THE HARD BIGOTRY OF LOW EXPECTATIONS. The sad thing about the Santorum snob comment is, I can imagine a society where you don't have to have a college degree to have dignity and the prospect of a decent life -- because I was born into that society, and I've seen it under assault for years, as manufacturing jobs are pissed away and unions are busted by people who portray themselves as champions of the working class.

So I'd like to believe Santorum was trying to get to a sensible point about this, and just had the usual trouble expressing himself. But this is clearly not the case. From Robert Costa's tongue-bath at National Review:
"The last I checked, about a third of the people in this country have a college degree,” [Republican operative] Musgrave says. Santorum’s remark, she says, connects with voters who are skeptical of Obama’s emphasis on higher education, which is a costly endeavor for many families and unnecessary for many workers...

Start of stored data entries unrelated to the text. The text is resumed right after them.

//! 断言与参照结果
//!
//! 暴力求解给出的代价序列用来检查并发搜索的结果

use std::cmp::Ordering;
use std::collections::HashMap;

use kpaths::core::{Cost, NodeKey};
use kpaths::graph::GraphStore;
use kpaths::search::Route;

/// 代价最低的 k 条 walk 的代价（升序）
///
/// 按代价逐层统计到达每个节点的 walk 数（超过 k 即截断）。
/// 要求所有权重至少为 1。
pub fn cheapest_walk_costs<N: NodeKey>(
    graph: &GraphStore<N>,
    source: &N,
    destination: &N,
    k: usize,
) -> Vec<Cost> {
    let mut costs = Vec::new();
    if k == 0 || !graph.contains(source) || !graph.contains(destination) {
        return costs;
    }

    // counts[c][v]: 从起点到 v、代价恰为 c 的 walk 数
    let mut counts: Vec<HashMap<&N, usize>> = Vec::new();
    for cost in 0..=4096usize {
        let mut layer: HashMap<&N, usize> = HashMap::new();
        if cost == 0 {
            layer.insert(source, 1);
        }
        for node in graph.nodes() {
            for (neighbor, &weight) in graph.neighbors_of(node) {
                let weight = weight as usize;
                debug_assert!(weight > 0, "oracle needs positive weights");
                if weight > cost {
                    continue;
                }
                if let Some(&n) = counts[cost - weight].get(node) {
                    let slot = layer.entry(neighbor).or_insert(0);
                    *slot = (*slot + n).min(k);
                }
            }
        }

        let here = layer.get(destination).copied().unwrap_or(0);
        for _ in 0..here.min(k - costs.len()) {
            costs.push(cost as Cost);
        }
        if costs.len() == k {
            break;
        }
        counts.push(layer);
    }
    costs
}

/// 所有无环路径的代价（升序），仅适用于小图
pub fn all_simple_path_costs<N: NodeKey>(
    graph: &GraphStore<N>,
    source: &N,
    destination: &N,
) -> Vec<Cost> {
    fn walk<N: NodeKey>(
        graph: &GraphStore<N>,
        path: &mut Vec<N>,
        cost: Cost,
        destination: &N,
        out: &mut Vec<Cost>,
    ) {
        let Some(tail) = path.last().cloned() else {
            return;
        };
        if &tail == destination {
            out.push(cost);
            return;
        }
        for (neighbor, &weight) in graph.neighbors_of(&tail) {
            if path.contains(neighbor) {
                continue;
            }
            path.push(neighbor.clone());
            walk(graph, path, cost + Cost::from(weight), destination, out);
            path.pop();
        }
    }

    let mut out = Vec::new();
    if graph.contains(source) && graph.contains(destination) {
        walk(graph, &mut vec![source.clone()], 0, destination, &mut out);
    }
    out.sort_unstable();
    out
}

/// 路径从起点到终点、每一步都是图中的边、代价等于权重之和
pub fn assert_valid_route<N: NodeKey>(
    graph: &GraphStore<N>,
    route: &Route<N>,
    source: &N,
    destination: &N,
) {
    let nodes = route.nodes();
    assert_eq!(nodes.first(), Some(source), "route {:?} starts elsewhere", route);
    assert_eq!(nodes.last(), Some(destination), "route {:?} ends elsewhere", route);

    let mut cost: Cost = 0;
    for pair in nodes.windows(2) {
        let weight = graph
            .weight(&pair[0], &pair[1])
            .unwrap_or_else(|| panic!("route {:?} uses a missing edge {:?}", route, pair));
        cost += Cost::from(weight);
    }
    assert_eq!(route.cost(), cost, "route {:?} has a wrong cost", route);
}

/// 按 (代价, 节点数, 自末端起的节点序列) 严格升序
pub fn assert_ranked<N: NodeKey>(routes: &[Route<N>]) {
    for pair in routes.windows(2) {
        assert!(
            pair[0].rank_cmp(&pair[1]) == Ordering::Less,
            "routes out of order: {:?} before {:?}",
            pair[0],
            pair[1]
        );
    }
}

/// 路径互不相同且不重复经过节点
pub fn assert_distinct_simple<N: NodeKey>(routes: &[Route<N>]) {
    let sequences: Vec<Vec<N>> = routes.iter().map(|r| r.nodes()).collect();
    for (i, nodes) in sequences.iter().enumerate() {
        let mut sorted = nodes.clone();
        sorted.sort();
        sorted.dedup();
        assert_eq!(sorted.len(), nodes.len(), "route {:?} revisits a node", nodes);
        assert!(
            !sequences[..i].contains(nodes),
            "route {:?} returned twice",
            nodes
        );
    }
}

[Campaign advisor] Brabender acknowledges that Santorum’s jibes may not be warmly received by reporters or by every voter. But he does not expect Santorum to back away from calling Obama a snob or touting the benefits of growing the economy in ways that do not revolve around academic credentials.

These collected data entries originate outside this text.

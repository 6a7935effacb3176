//! CSV 边列表读取
//!
//! 每条记录形如 `源节点,目标节点,权重,...`，字段数必须等于
//! `InputConfig::expected_fields`。字段数不符、权重不是可放入 `u32` 的
//! 非负整数、或记录本身无法解析时，记录被跳过并记一条警告；
//! 底层 IO 错误直接返回。

use std::fs::File;
use std::io::Read;
use std::path::Path;

use log::{info, warn};
use thiserror::Error;

use crate::config::InputConfig;
use crate::core::{KspError, KspResult, Weight};
use crate::graph::GraphStore;

/// 一条边
#[derive(Debug, Clone, PartialEq, Eq)]
pub struct EdgeRecord {
    pub source: String,
    pub target: String,
    pub weight: Weight,
}

impl EdgeRecord {
    pub fn new(source: impl Into<String>, target: impl Into<String>, weight: Weight) -> Self {
        Self {
            source: source.into(),
            target: target.into(),
            weight,
        }
    }

    pub fn into_tuple(self) -> (String, String, Weight) {
        (self.source, self.target, self.weight)
    }
}

/// 记录被跳过的原因
#[derive(Error, Debug, Clone, PartialEq, Eq)]
pub enum SkipReason {
    #[error("expected {expected} fields, found {found}")]
    FieldCount { expected: usize, found: usize },

    #[error("invalid weight {0:?}")]
    InvalidWeight(String),

    #[error("malformed record: {0}")]
    Malformed(String),
}

/// 读取统计
#[derive(Debug, Clone, Copy, Default, PartialEq, Eq)]
pub struct IngestReport {
    /// 读到的记录数（不含表头）
    pub records: usize,
    pub accepted: usize,
    pub skipped: usize,
}

/// 从任意输入读取边列表
pub fn read_edges<R: Read>(
    reader: R,
    config: &InputConfig,
) -> KspResult<(Vec<EdgeRecord>, IngestReport)> {
    let mut csv_reader = csv::ReaderBuilder::new()
        .delimiter(config.delimiter_byte()?)
        .has_headers(config.has_headers)
        .flexible(true)
        .from_reader(reader);

    let mut edges = Vec::new();
    let mut report = IngestReport::default();

    for result in csv_reader.records() {
        report.records += 1;
        let parsed = match result {
            Ok(record) => {
                let line = record.position().map_or(0, |p| p.line());
                parse_record(&record, config).map_err(|reason| (line, reason))
            }
            Err(err) if err.is_io_error() => return Err(KspError::Csv(err)),
            Err(err) => {
                let line = err.position().map_or(0, |p| p.line());
                Err((line, SkipReason::Malformed(err.to_string())))
            }
        };
        match parsed {
            Ok(edge) => {
                report.accepted += 1;
                edges.push(edge);
            }
            Err((line, reason)) => {
                report.skipped += 1;
                warn!("skipping edge record at line {}: {}", line, reason);
            }
        }
    }

    Ok((edges, report))
}

/// 从文件读取边列表，文件无法打开时返回错误
pub fn read_edges_from_path<P: AsRef<Path>>(
    path: P,
    config: &InputConfig,
) -> KspResult<(Vec<EdgeRecord>, IngestReport)> {
    let path = path.as_ref();
    let file = File::open(path)?;
    let (edges, report) = read_edges(file, config)?;
    info!(
        "read {} edges from {} ({} records, {} skipped)",
        report.accepted,
        path.display(),
        report.records,
        report.skipped
    );
    Ok((edges, report))
}

/// 读取文件并构建图
pub fn load_graph<P: AsRef<Path>>(
    path: P,
    config: &InputConfig,
) -> KspResult<(GraphStore<String>, IngestReport)> {
    let (edges, report) = read_edges_from_path(path, config)?;
    let graph = GraphStore::from_edges(edges.into_iter().map(EdgeRecord::into_tuple));
    info!(
        "graph has {} nodes and {} edges",
        graph.node_count(),
        graph.edge_count()
    );
    Ok((graph, report))
}

fn parse_record(record: &csv::StringRecord, config: &InputConfig) -> Result<EdgeRecord, SkipReason> {
    if record.len() != config.expected_fields {
        return Err(SkipReason::FieldCount {
            expected: config.expected_fields,
            found: record.len(),
        });
    }
    let field = |column: usize| record.get(column).unwrap_or_default();

    let raw_weight = field(config.weight_column);
    let weight = raw_weight
        .trim()
        .parse::<Weight>()
        .map_err(|_| SkipReason::InvalidWeight(raw_weight.to_string()))?;

    Ok(EdgeRecord::new(
        field(config.source_column),
        field(config.target_column),
        weight,
    ))
}

#[cfg(test)]
mod tests {
    use super::*;

    fn read(data: &str, config: &InputConfig) -> (Vec<EdgeRecord>, IngestReport) {
        read_edges(data.as_bytes(), config).expect("in-memory read should not fail")
    }

    #[test]
    fn test_reads_four_field_records() {
        let data = "Rosa Parks,The Doctor,3,1\nThe Doctor,Gat,7,1\n";
        let (edges, report) = read(data, &InputConfig::default());
        assert_eq!(
            edges,
            vec![
                EdgeRecord::new("Rosa Parks", "The Doctor", 3),
                EdgeRecord::new("The Doctor", "Gat", 7),
            ]
        );
        assert_eq!(
            report,
            IngestReport {
                records: 2,
                accepted: 2,
                skipped: 0
            }
        );
    }

    #[test]
    fn test_skips_bad_records() {
        // 依次为：合法、字段不足、非数字、负数、溢出、带空格的合法权重
        let data = "A,B,1,x\nA,B,1\nA,C,heavy,x\nB,C,-2,x\nC,D,99999999999,x\nC,D, 4 ,x\n";
        let (edges, report) = read(data, &InputConfig::default());
        assert_eq!(
            edges,
            vec![EdgeRecord::new("A", "B", 1), EdgeRecord::new("C", "D", 4)]
        );
        assert_eq!(report.records, 6);
        assert_eq!(report.skipped, 4);
        assert_eq!(report.accepted + report.skipped, report.records);
    }

    #[test]
    fn test_header_and_delimiter() {
        let config = InputConfig {
            delimiter: ";".to_string(),
            has_headers: true,
            expected_fields: 3,
            ..InputConfig::default()
        };
        let (edges, report) = read("from;to;weight\nA;B;2\n", &config);
        assert_eq!(edges, vec![EdgeRecord::new("A", "B", 2)]);
        assert_eq!(report.records, 1);
    }

    #[test]
    fn test_custom_columns() {
        let config = InputConfig {
            expected_fields: 3,
            source_column: 1,
            target_column: 2,
            weight_column: 0,
            ..InputConfig::default()
        };
        let (edges, _) = read("5,A,B\n", &config);
        assert_eq!(edges, vec![EdgeRecord::new("A", "B", 5)]);
    }

    #[test]
    fn test_field_count_reason() {
        let record = csv::StringRecord::from(vec!["A", "B"]);
        let reason = parse_record(&record, &InputConfig::default())
            .expect_err("short record should be skipped");
        assert_eq!(
            reason,
            SkipReason::FieldCount {
                expected: 4,
                found: 2
            }
        );
    }

    #[test]
    fn test_bad_delimiter_is_an_error() {
        let config = InputConfig {
            delimiter: "tab".to_string(),
            ..InputConfig::default()
        };
        assert!(matches!(
            read_edges("A,B,1,x".as_bytes(), &config),
            Err(KspError::InvalidArgument(_))
        ));
    }
}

“What Obama and Romney do not understand is that there is a lot of passion and anger out there,” Brabender says. “There is a sense that our basic freedoms are being destroyed. People are gravitating around somebody who is not shy, who stands up and says what they really believe.”
This is how you talk when you have propaganda instead of a policy. These people have no coherent plan for restoring a blue-collar economy except trickle-down bullshit draped in moldy populism.  They yelled when Obama bailed out Detroit and saved the kind of jobs they claim to honor, and propose to replace this approach with tax cuts and "passion and anger."

Refresh my memory: Who are the class warriors, again?